WHAT YOU NEED TO DO: Only the number is needed. Please count the lines below in which the word "libc" occurs.

---- RECORDS PROVIDED

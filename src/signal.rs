//! Interrupt (SIGINT / Ctrl-C) handling.
//!
//! The first interrupt marks the process as interrupted.  The running build
//! takes the interrupt and cancels itself: no new tasks start and the build
//! winds down.  Until then the handler restores the default action, so a
//! second interrupt kills the process outright.

use std::sync::atomic::{AtomicBool, Ordering};

static INTERRUPTED: AtomicBool = AtomicBool::new(false);

pub fn was_interrupted() -> bool {
    INTERRUPTED.load(Ordering::SeqCst)
}

/// Consume a pending interrupt, returning whether there was one.  The
/// handler is re-armed, so a later build can be interrupted again.
pub fn take_interrupt() -> bool {
    let taken = INTERRUPTED.swap(false, Ordering::SeqCst);
    #[cfg(unix)]
    if taken {
        register_sigint();
    }
    taken
}

#[cfg(unix)]
mod unix {
    use super::INTERRUPTED;
    use std::sync::atomic::Ordering;

    fn sigint_action(handler: libc::sighandler_t) {
        // Safety: registering a signal handler is libc unsafe code.
        unsafe {
            let mut sa: libc::sigaction = std::mem::zeroed();
            sa.sa_sigaction = handler;
            libc::sigaction(libc::SIGINT, &sa, std::ptr::null_mut());
        }
    }

    extern "C" fn sigint_handler(_sig: libc::c_int) {
        // Only async-signal-safe work here: an atomic store and sigaction.
        INTERRUPTED.store(true, Ordering::SeqCst);
        sigint_action(libc::SIG_DFL);
    }

    pub fn register_sigint() {
        sigint_action(sigint_handler as extern "C" fn(libc::c_int) as libc::sighandler_t);
    }
}

#[cfg(unix)]
pub use unix::register_sigint;

#[cfg(windows)]
mod windows {
    use super::INTERRUPTED;
    use std::sync::atomic::Ordering;
    use windows_sys::Win32::Foundation::BOOL;
    use windows_sys::Win32::System::Console::{SetConsoleCtrlHandler, CTRL_C_EVENT};

    unsafe extern "system" fn ctrl_handler(ctrl_type: u32) -> BOOL {
        if ctrl_type == CTRL_C_EVENT && !INTERRUPTED.swap(true, Ordering::SeqCst) {
            // Handled; the next Ctrl-C falls through to the default handler.
            return 1;
        }
        0
    }

    pub fn register_sigint() {
        // Safety: installing a console control handler.
        unsafe {
            SetConsoleCtrlHandler(Some(ctrl_handler), 1);
        }
    }
}

#[cfg(windows)]
pub use windows::register_sigint;

#[cfg(not(any(unix, windows)))]
pub fn register_sigint() {}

--------

SOLUTION BELOW: 7